Synchronoss announced the agreement with AT&T, which will use the company’s new Integrated Life platform, this week. AT&T said Integrated Life will be used in its connected car center, the AT&T Drive Studio and AT&T Drive, a modular, global automotive platform. AT&T has created the AT&T Drive Studio located near its Atlanta Foundry Innovation Center to showcase and demonstrate the future of these connected automobiles.

“This is going to be a watershed year for the connected car and embedded connections will allow consumers to access their connected lives regardless of the vehicle they drive,” said Chris Penrose, senior vice president, Emerging Devices, AT&T Mobility. “We have relied on Synchronoss’ activation software for more than ten years and know they can deliver the kind of innovation and solutions we need in the AT&T Drive Studio for our automotive partners.”

In vehicles, the Integrated Life platform can help maintain Internet access to all online content, such as auto diagnostics, apps, e-mails, videos, texts, documents, music and settings; and enables devices to talk to each other wirelessly allowing users to control homes lights, thermostat and other systems with their smartphones or vehicles remotely.

With the platform, drivers could use their vehicles as a mobile hot spot on the AT&T network, the companies said.

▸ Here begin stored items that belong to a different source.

use std::collections::BTreeMap;

use actix_web::http::header::ContentType;
use actix_web::{web, HttpResponse};
use actix_web_flash_messages::Level;
use anyhow::Context;
use rand::distributions::Alphanumeric;
use rand::{thread_rng, Rng};
use secrecy::{ExposeSecret, Secret};

use super::get::{INSTRUCTIONS, SETUP_FORM};
use crate::async_helpers::spawn_blocking_with_tracing;
use crate::authentication::compute_password_hash;
use crate::domain::EmailAddress;
use crate::routing_helpers::e500;
use crate::views::{definition_list, escape_html, notice, page};

#[derive(serde::Deserialize)]
pub struct FormData {
    #[serde(default)]
    username: String,
    #[serde(default)]
    display_name: String,
    #[serde(default)]
    email: String,
    password: Secret<String>,
}

#[derive(serde::Serialize)]
struct CredentialsDocument {
    cookie: CookieSection,
    credentials: CredentialsSection,
}

#[derive(serde::Serialize)]
struct CookieSection {
    expiry_days: u32,
    key: String,
    name: &'static str,
}

#[derive(serde::Serialize)]
struct CredentialsSection {
    usernames: BTreeMap<String, UserSection>,
}

#[derive(serde::Serialize)]
struct UserSection {
    email: String,
    name: String,
    password: String,
}

/// Hashes the submitted password and renders a credentials file holding that single user.
#[tracing::instrument(
    name = "Generate a credentials file entry",
    skip(form),
    fields(username = %form.username)
)]
pub async fn generate_credentials(
    form: web::Form<FormData>,
) -> Result<HttpResponse, actix_web::Error> {
    let FormData {
        username,
        display_name,
        email,
        password,
    } = form.0;
    if [&username, &display_name, &email]
        .iter()
        .any(|field| field.trim().is_empty())
        || password.expose_secret().is_empty()
    {
        return Ok(setup_page_with_error("All fields are required."));
    }
    let email = match EmailAddress::parse(email) {
        Ok(email) => email,
        Err(e) => return Ok(setup_page_with_error(&e)),
    };

    let password_hash = spawn_blocking_with_tracing(move || compute_password_hash(password))
        .await
        .context("Failed to spawn blocking task.")
        .map_err(e500)?
        .map_err(e500)?;

    let document = CredentialsDocument {
        cookie: CookieSection {
            expiry_days: 30,
            key: generate_cookie_key(),
            name: "email_sender_session",
        },
        credentials: CredentialsSection {
            usernames: BTreeMap::from([(
                username.clone(),
                UserSection {
                    email: email.as_ref().to_owned(),
                    name: display_name,
                    password: password_hash.expose_secret().clone(),
                },
            )]),
        },
    };
    let yaml = serde_yaml::to_string(&document)
        .context("Failed to serialize the credentials document.")
        .map_err(e500)?;

    let body = format!(
        r#"<h2>Credentials for {user}</h2>
    {hash}
    <p>Example <code>credentials.yaml</code> (merge the <code>usernames</code> entries when adding more users):</p>
    <pre>{yaml}</pre>
    {SETUP_FORM}
    {INSTRUCTIONS}"#,
        user = escape_html(&username),
        hash = definition_list(&[(username.as_str(), password_hash.expose_secret().as_str())]),
        yaml = escape_html(&yaml),
    );
    Ok(HttpResponse::Ok()
        .content_type(ContentType::html())
        .body(page("Setup", &body)))
}

fn setup_page_with_error(message: &str) -> HttpResponse {
    HttpResponse::Ok().content_type(ContentType::html()).body(page(
        "Setup",
        &format!(
            "{}\n    {SETUP_FORM}\n    {INSTRUCTIONS}",
            notice(Level::Error, message)
        ),
    ))
}

/// A random 32-character alphanumeric signing key for the session cookie.
fn generate_cookie_key() -> String {
    let mut rng = thread_rng();
    std::iter::repeat_with(|| rng.sample(Alphanumeric))
        .map(char::from)
        .take(32)
        .collect()
}
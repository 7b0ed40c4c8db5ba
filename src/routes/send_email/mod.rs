mod post;

pub use post::send_email;
use std::collections::HashMap;
use std::path::{Path, PathBuf};

use secrecy::{ExposeSecret, Secret};

use super::password::{check_password_hash_format, PasswordHashFormatError};
use crate::error_handling::error_chain_fmt;

/// The users allowed to log in, together with the settings of the session cookie.
///
/// Loaded once at startup from the YAML credentials file and never written back.
#[derive(serde::Deserialize, Debug)]
pub struct CredentialStore {
    credentials: UserCredentials,
    cookie: CookieSettings,
}

#[derive(serde::Deserialize, Debug)]
struct UserCredentials {
    usernames: HashMap<String, UserRecord>,
}

#[derive(serde::Deserialize, Debug)]
struct UserRecord {
    email: String,
    name: String,
    /// Argon2 PHC string, or a bcrypt hash from an older credentials file.
    password: Secret<String>,
}

#[derive(serde::Deserialize, Debug)]
pub struct CookieSettings {
    pub name: String,
    pub key: Secret<String>,
    pub expiry_days: u32,
}

/// The authenticated user, as stored in the credentials file.
#[derive(Debug, Clone, PartialEq, Eq)]
pub struct Identity {
    pub username: String,
    pub display_name: String,
    pub email: String,
}

impl CredentialStore {
    /// Reads the credentials file at `path`.
    ///
    /// A missing file yields `Ok(None)`; a file that exists but cannot be used is an error.
    #[tracing::instrument(name = "Load the credential store")]
    pub fn load(path: &Path) -> Result<Option<Self>, CredentialStoreError> {
        let contents = match std::fs::read_to_string(path) {
            Ok(contents) => contents,
            Err(e) if e.kind() == std::io::ErrorKind::NotFound => {
                tracing::warn!(
                    "Credentials file {} not found, authentication is not configured.",
                    path.display()
                );
                return Ok(None);
            }
            Err(e) => return Err(CredentialStoreError::Read(path.to_owned(), e)),
        };
        let store = Self::from_yaml(&contents)?;
        tracing::info!(users = store.credentials.usernames.len(), "Credential store loaded");
        Ok(Some(store))
    }

    pub fn from_yaml(contents: &str) -> Result<Self, CredentialStoreError> {
        let store: CredentialStore = serde_yaml::from_str(contents)?;
        for (username, record) in &store.credentials.usernames {
            check_password_hash_format(record.password.expose_secret()).map_err(|e| {
                CredentialStoreError::InvalidPasswordHash {
                    username: username.clone(),
                    source: e,
                }
            })?;
        }
        Ok(store)
    }

    pub fn identity(&self, username: &str) -> Option<Identity> {
        self.credentials
            .usernames
            .get(username)
            .map(|record| Identity {
                username: username.to_owned(),
                display_name: record.name.clone(),
                email: record.email.clone(),
            })
    }

    pub fn password_hash(&self, username: &str) -> Option<&Secret<String>> {
        self.credentials
            .usernames
            .get(username)
            .map(|record| &record.password)
    }

    pub fn cookie(&self) -> &CookieSettings {
        &self.cookie
    }
}

#[derive(thiserror::Error)]
pub enum CredentialStoreError {
    #[error("Failed to read the credentials file {}.", .0.display())]
    Read(PathBuf, #[source] std::io::Error),
    #[error("The credentials file is not valid YAML for a credential store.")]
    Parse(#[from] serde_yaml::Error),
    #[error("The password of user `{username}` is neither an Argon2 nor a bcrypt hash.")]
    InvalidPasswordHash {
        username: String,
        #[source]
        source: PasswordHashFormatError,
    },
}

impl std::fmt::Debug for CredentialStoreError {
    fn fmt(&self, f: &mut std::fmt::Formatter<'_>) -> std::fmt::Result {
        error_chain_fmt(self, f)
    }
}
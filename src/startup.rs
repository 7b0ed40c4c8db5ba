use std::net::TcpListener;

use actix_session::config::PersistentSession;
use actix_session::storage::CookieSessionStore;
use actix_session::SessionMiddleware;
use actix_web::cookie::time::Duration;
use actix_web::cookie::Key;
use actix_web::dev::Server;
use actix_web::{web, App, HttpServer};
use actix_web_flash_messages::storage::CookieMessageStore;
use actix_web_flash_messages::FlashMessagesFramework;
use actix_web_lab::middleware::from_fn;
use anyhow::Context;
use tracing_actix_web::TracingLogger;

use crate::authentication::{reject_anonymous_users, CredentialStore};
use crate::configuration::Settings;
use crate::email_client::EmailClient;
use crate::routes::{
    generate_credentials, health_check, home, log_out, login, send_email, setup_form,
};
use crate::session_state::derive_session_key;

/// Cookie settings used while no credentials file is present.
const DEFAULT_COOKIE_NAME: &str = "email_sender_session";
const DEFAULT_COOKIE_EXPIRY_DAYS: u32 = 30;

pub struct Application {
    port: u16,
    server: Server,
}

impl Application {
    /// Loads the credential store, binds the listener and builds the server without starting it.
    pub async fn build(configuration: Settings) -> Result<Self, anyhow::Error> {
        let credential_store = CredentialStore::load(&configuration.application.credentials_file)
            .context("Failed to load the credential store.")?;
        let email_client = configuration.email_client.client();

        let address = format!(
            "{}:{}",
            configuration.application.host, configuration.application.port
        );
        let listener = TcpListener::bind(&address)
            .with_context(|| format!("Failed to bind {}", address))?;
        let port = listener.local_addr()?.port();
        let session = SessionSettings::new(
            credential_store.as_ref(),
            configuration.application.cookie_secure,
        )?;
        let server = run(listener, credential_store, email_client, session)?;
        Ok(Self { port, server })
    }

    pub fn port(&self) -> u16 {
        self.port
    }

    /// Only returns when the application is stopped.
    pub async fn run_until_stopped(self) -> Result<(), std::io::Error> {
        self.server.await
    }
}

/// How the signed session cookie is issued.
#[derive(Clone)]
pub struct SessionSettings {
    key: Key,
    cookie_name: String,
    expiry_days: u32,
    cookie_secure: bool,
}

impl SessionSettings {
    /// Takes name, key and expiry from the credentials file. Without one nobody can log in, so a
    /// random key is good enough for the flash messages.
    pub fn new(
        credential_store: Option<&CredentialStore>,
        cookie_secure: bool,
    ) -> Result<Self, anyhow::Error> {
        let settings = match credential_store.map(CredentialStore::cookie) {
            Some(cookie) => Self {
                key: derive_session_key(&cookie.key)?,
                cookie_name: cookie.name.clone(),
                expiry_days: cookie.expiry_days,
                cookie_secure,
            },
            None => Self {
                key: Key::generate(),
                cookie_name: DEFAULT_COOKIE_NAME.to_string(),
                expiry_days: DEFAULT_COOKIE_EXPIRY_DAYS,
                cookie_secure,
            },
        };
        Ok(settings)
    }

    fn middleware(&self) -> SessionMiddleware<CookieSessionStore> {
        SessionMiddleware::builder(CookieSessionStore::default(), self.key.clone())
            .cookie_name(self.cookie_name.clone())
            .cookie_secure(self.cookie_secure)
            .session_lifecycle(
                PersistentSession::default().session_ttl(Duration::days(self.expiry_days.into())),
            )
            .build()
    }
}

pub fn run(
    listener: TcpListener,
    credential_store: Option<CredentialStore>,
    email_client: EmailClient,
    session: SessionSettings,
) -> Result<Server, anyhow::Error> {
    // wrap shared state in web::Data (an Arc) so every worker gets a pointer instead of a copy
    let credential_store = web::Data::new(credential_store);
    let email_client = web::Data::new(email_client);
    let message_store = CookieMessageStore::builder(session.key.clone()).build();
    let message_framework = FlashMessagesFramework::builder(message_store).build();

    let server = HttpServer::new(move || {
        App::new()
            .wrap(message_framework.clone())
            .wrap(session.middleware())
            .wrap(TracingLogger::default())
            .route("/", web::get().to(home))
            .route("/health_check", web::get().to(health_check))
            .route("/login", web::post().to(login))
            .route("/logout", web::post().to(log_out))
            .service(
                web::resource("/send-email")
                    .wrap(from_fn(reject_anonymous_users))
                    .route(web::post().to(send_email)),
            )
            .route("/setup", web::get().to(setup_form))
            .route("/setup", web::post().to(generate_credentials))
            .app_data(credential_store.clone())
            .app_data(email_client.clone())
    })
    .listen(listener)?
    .run();
    Ok(server)
}
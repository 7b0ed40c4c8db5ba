use actix_session::{Session, SessionExt, SessionGetError, SessionInsertError};
use actix_web::cookie::Key;
use actix_web::dev::Payload;
use actix_web::{FromRequest, HttpRequest};
use anyhow::Context;
use argon2::Argon2;
use secrecy::{ExposeSecret, Secret};
use std::future::{ready, Ready};

pub struct TypedSession(Session);

impl TypedSession {
    const USERNAME_KEY: &'static str = "username";

    pub fn renew(&self) {
        self.0.renew();
    }

    pub fn insert_username(&self, username: &str) -> Result<(), SessionInsertError> {
        self.0.insert(Self::USERNAME_KEY, username)
    }

    pub fn get_username(&self) -> Result<Option<String>, SessionGetError> {
        self.0.get(Self::USERNAME_KEY)
    }

    pub fn log_out(self) {
        self.0.purge()
    }
}

/// Allows us to use `TypedSession` as an actix_web extractor.
impl FromRequest for TypedSession {
    // same error as the `FromRequest` implementation of `Session`
    type Error = <Session as FromRequest>::Error;
    // nothing to await here, so we hand back a future that is already resolved
    type Future = Ready<Result<TypedSession, Self::Error>>;

    fn from_request(req: &HttpRequest, _payload: &mut Payload) -> Self::Future {
        ready(Ok(TypedSession(req.get_session())))
    }
}

/// Stretches the cookie key from the credentials file into the 64 bytes needed to sign cookies.
///
/// The derivation is deterministic so that sessions survive a restart with the same file.
pub fn derive_session_key(secret: &Secret<String>) -> Result<Key, anyhow::Error> {
    const SALT: &[u8] = b"email-sender/session-cookie";
    let mut key_material = [0u8; 64];
    Argon2::default()
        .hash_password_into(secret.expose_secret().as_bytes(), SALT, &mut key_material)
        .context("Failed to derive the session signing key.")?;
    Ok(Key::from(&key_material))
}
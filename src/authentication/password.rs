use anyhow::Context;
use argon2::password_hash::SaltString;
use argon2::{Algorithm, Argon2, Params, PasswordHash, PasswordHasher, PasswordVerifier, Version};
use secrecy::{ExposeSecret, Secret};

use crate::async_helpers::spawn_blocking_with_tracing;
use crate::authentication::{CredentialStore, Identity};

/// Verified against when the username is unknown, so that unknown users and wrong passwords take
/// the same amount of time to reject.
const FALLBACK_PASSWORD_HASH: &str = "$argon2id$v=19$m=15000,t=2,p=1$\
    gZiV/M1gPc22ElAH/Jh1Hw$\
    CWOrkoo7oJBQ/iyh7uJ0LO2aLEfrHwTWllSAxT0zRno";

#[derive(thiserror::Error, Debug)]
pub enum AuthError {
    #[error("Invalid credentials.")]
    InvalidCredentials(#[source] anyhow::Error),
    #[error(transparent)]
    UnexpectedError(#[from] anyhow::Error),
}

pub struct Credentials {
    pub username: String,
    pub password: Secret<String>,
}

#[tracing::instrument(name = "Validate credentials", skip(credentials, store))]
pub async fn validate_credentials(
    credentials: Credentials,
    store: &CredentialStore,
) -> Result<Identity, AuthError> {
    let mut identity = None;
    let mut expected_password_hash = Secret::new(FALLBACK_PASSWORD_HASH.to_string());
    if let Some(stored_hash) = store.password_hash(&credentials.username) {
        expected_password_hash = Secret::new(stored_hash.expose_secret().clone());
        identity = store.identity(&credentials.username);
    }

    spawn_blocking_with_tracing(move || {
        verify_password_hash(expected_password_hash, credentials.password)
    })
    .await
    .context("Failed to spawn blocking task.")??;

    // only reachable with a matching password, which the fallback hash never yields
    identity
        .ok_or_else(|| anyhow::anyhow!("Unknown username."))
        .map_err(AuthError::InvalidCredentials)
}

#[tracing::instrument(
    name = "Verify password hash",
    skip(expected_password_hash, password_candidate)
)]
fn verify_password_hash(
    expected_password_hash: Secret<String>,
    password_candidate: Secret<String>,
) -> Result<(), AuthError> {
    if is_bcrypt_hash(expected_password_hash.expose_secret()) {
        let matches = bcrypt::verify(
            password_candidate.expose_secret(),
            expected_password_hash.expose_secret(),
        )
        .context("Failed to verify a bcrypt hash.")?;
        return if matches {
            Ok(())
        } else {
            Err(AuthError::InvalidCredentials(anyhow::anyhow!(
                "Invalid password."
            )))
        };
    }
    let expected_password_hash = PasswordHash::new(expected_password_hash.expose_secret())
        .context("Failed to parse hash in PHC string format.")?;
    Argon2::default()
        .verify_password(
            password_candidate.expose_secret().as_bytes(),
            &expected_password_hash,
        )
        .context("Invalid password.")
        .map_err(AuthError::InvalidCredentials)
}

/// Hashes written by bcrypt-based tools, e.g. `$2b$12$...`.
fn is_bcrypt_hash(hash: &str) -> bool {
    ["$2a$", "$2b$", "$2y$"]
        .iter()
        .any(|prefix| hash.starts_with(prefix))
}

/// Checks that `hash` is either an Argon2 PHC string or a bcrypt hash, without verifying anything.
pub fn check_password_hash_format(hash: &str) -> Result<(), PasswordHashFormatError> {
    if is_bcrypt_hash(hash) {
        hash.parse::<bcrypt::HashParts>()?;
    } else {
        PasswordHash::new(hash)?;
    }
    Ok(())
}

#[derive(thiserror::Error, Debug)]
pub enum PasswordHashFormatError {
    #[error("Not a bcrypt hash.")]
    Bcrypt(#[from] bcrypt::BcryptError),
    #[error("Not an Argon2 hash in PHC string format.")]
    Phc(#[from] argon2::password_hash::Error),
}

/// Hashes a password into a PHC string suitable for the credentials file.
pub fn compute_password_hash(password: Secret<String>) -> Result<Secret<String>, anyhow::Error> {
    let salt = SaltString::generate(&mut rand::thread_rng());
    let params = Params::new(15000, 2, 1, None).context("Invalid Argon2 parameters.")?;
    let password_hash = Argon2::new(Algorithm::Argon2id, Version::V0x13, params)
        .hash_password(password.expose_secret().as_bytes(), &salt)?
        .to_string();
    Ok(Secret::new(password_hash))
}
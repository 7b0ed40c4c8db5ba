use validator::validate_email;

#[derive(Debug, Clone)]
pub struct EmailAddress(String);

impl EmailAddress {
    pub fn parse(s: String) -> Result<EmailAddress, String> {
        if validate_email(&s) {
            Ok(Self(s))
        } else {
            Err(format!("{} is not a valid email address.", s))
        }
    }
}

impl AsRef<str> for EmailAddress {
    fn as_ref(&self) -> &str {
        &self.0
    }
}

impl std::fmt::Display for EmailAddress {
    fn fmt(&self, f: &mut std::fmt::Formatter<'_>) -> std::fmt::Result {
        self.0.fmt(f)
    }
}
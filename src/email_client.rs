use std::time::Duration;

use lettre::address::AddressError;
use lettre::message::{Mailbox, MultiPart, SinglePart};
use lettre::transport::smtp::authentication::Credentials;
use lettre::{AsyncSmtpTransport, AsyncTransport, Message, Tokio1Executor};
use secrecy::{ExposeSecret, Secret};

use crate::domain::{EmailAddress, EmailSubject, HtmlContent};
use crate::error_handling::error_chain_fmt;

/// Sends HTML emails through an SMTP relay, authenticating as the configured sender.
///
/// A new connection is opened for every email and closed once it has been handed over: there is no
/// pooling, no queue and no retry.
pub struct EmailClient {
    smtp_server: String,
    smtp_port: u16,
    sender: Option<String>,
    sender_password: Option<Secret<String>>,
    starttls: bool,
    timeout: Option<Duration>,
}

impl EmailClient {
    pub fn new(
        smtp_server: String,
        smtp_port: u16,
        sender: Option<String>,
        sender_password: Option<Secret<String>>,
        starttls: bool,
        timeout: Option<Duration>,
    ) -> Self {
        Self {
            smtp_server,
            smtp_port,
            sender,
            sender_password,
            starttls,
            timeout,
        }
    }

    #[tracing::instrument(
        name = "Send an email over SMTP",
        skip(self, subject, html_content),
        fields(
            recipient = %recipient,
            smtp_server = %self.smtp_server,
            smtp_port = self.smtp_port
        )
    )]
    pub async fn send_email(
        &self,
        recipient: &EmailAddress,
        subject: &EmailSubject,
        html_content: &HtmlContent,
    ) -> Result<(), SendEmailError> {
        // checked before anything touches the network
        let (sender, password) = match (&self.sender, &self.sender_password) {
            (Some(sender), Some(password)) => (sender, password),
            _ => return Err(SendEmailError::MissingSenderConfiguration),
        };

        let from: Mailbox = sender.parse().map_err(SendEmailError::InvalidSender)?;
        let to: Mailbox = recipient
            .as_ref()
            .parse()
            .map_err(SendEmailError::InvalidRecipient)?;
        let message = Message::builder()
            .from(from)
            .to(to)
            .subject(subject.as_ref())
            .multipart(MultiPart::mixed().singlepart(SinglePart::html(
                html_content.as_ref().to_string(),
            )))
            .map_err(SendEmailError::InvalidMessage)?;

        let credentials = Credentials::new(sender.clone(), password.expose_secret().clone());
        let transport: AsyncSmtpTransport<Tokio1Executor> = self
            .transport()?
            .port(self.smtp_port)
            .credentials(credentials)
            .timeout(self.timeout)
            .build();
        transport
            .send(message)
            .await
            .map_err(SendEmailError::Transport)?;
        Ok(())
    }

    fn transport(
        &self,
    ) -> Result<lettre::transport::smtp::AsyncSmtpTransportBuilder, SendEmailError> {
        if self.starttls {
            AsyncSmtpTransport::<Tokio1Executor>::starttls_relay(&self.smtp_server)
                .map_err(SendEmailError::Transport)
        } else {
            Ok(AsyncSmtpTransport::<Tokio1Executor>::builder_dangerous(
                &self.smtp_server,
            ))
        }
    }
}

#[derive(thiserror::Error)]
pub enum SendEmailError {
    #[error("Sender email or password is not configured.")]
    MissingSenderConfiguration,
    #[error("The configured sender is not a valid address: {0}")]
    InvalidSender(#[source] AddressError),
    #[error("The recipient is not a valid address: {0}")]
    InvalidRecipient(#[source] AddressError),
    #[error("The message could not be built: {0}")]
    InvalidMessage(#[source] lettre::error::Error),
    #[error("{0}")]
    Transport(#[source] lettre::transport::smtp::Error),
}

impl std::fmt::Debug for SendEmailError {
    fn fmt(&self, f: &mut std::fmt::Formatter<'_>) -> std::fmt::Result {
        error_chain_fmt(self, f)
    }
}
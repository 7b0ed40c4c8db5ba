use actix_web::http::header::ContentType;
use actix_web::HttpResponse;

use crate::views::page;

pub const SETUP_FORM: &str = r#"<h2>Generate a credentials file entry</h2>
    <form action="/setup" method="post">
        <label>Username
            <input type="text" placeholder="admin" name="username">
        </label>
        <label>Display name
            <input type="text" placeholder="Admin User" name="display_name">
        </label>
        <label>Email
            <input type="text" placeholder="admin@example.com" name="email">
        </label>
        <label>Password
            <input type="password" name="password">
        </label>
        <button type="submit">Generate Hashed Password</button>
    </form>"#;

pub const INSTRUCTIONS: &str = r#"<h2>How to run the app</h2>
    <ol>
        <li>Create a <code>.env</code> file next to the binary:
<pre>
SMTP_SERVER=smtp.gmail.com
SMTP_PORT=587
SENDER_EMAIL=your_email@gmail.com
SENDER_PASSWORD=your_app_specific_password
</pre>
        For Gmail, use an app-specific password generated in your Google Account settings.</li>
        <li>Generate an entry for every user with the form above and save them in
        <code>credentials.yaml</code>.</li>
        <li>Restart the app: the credentials file is only read at startup.</li>
    </ol>"#;

/// Operator utility to produce password hashes for the credentials file.
pub async fn setup_form() -> HttpResponse {
    HttpResponse::Ok()
        .content_type(ContentType::html())
        .body(page(
            "Setup",
            &format!("{SETUP_FORM}\n    {INSTRUCTIONS}"),
        ))
}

The announcement marks another significant milestone for the 14-year-old company headquartered on Crossing Boulevard. The company announced signing its 10 millionth customer for cloud services during the summer, which has helped push its NASDAQ-listed stock to new heights, according to Forbes Magazine. The company's Integrated Life platform is expected to help it continue to grow as more devices come onto the market requiring Internet connectivity—CEO Stephen Waldis told Wired magazine the number of devices requiring Internet connections is expected to more than triple to about 30 billion in the next six years, making such platforms crucial.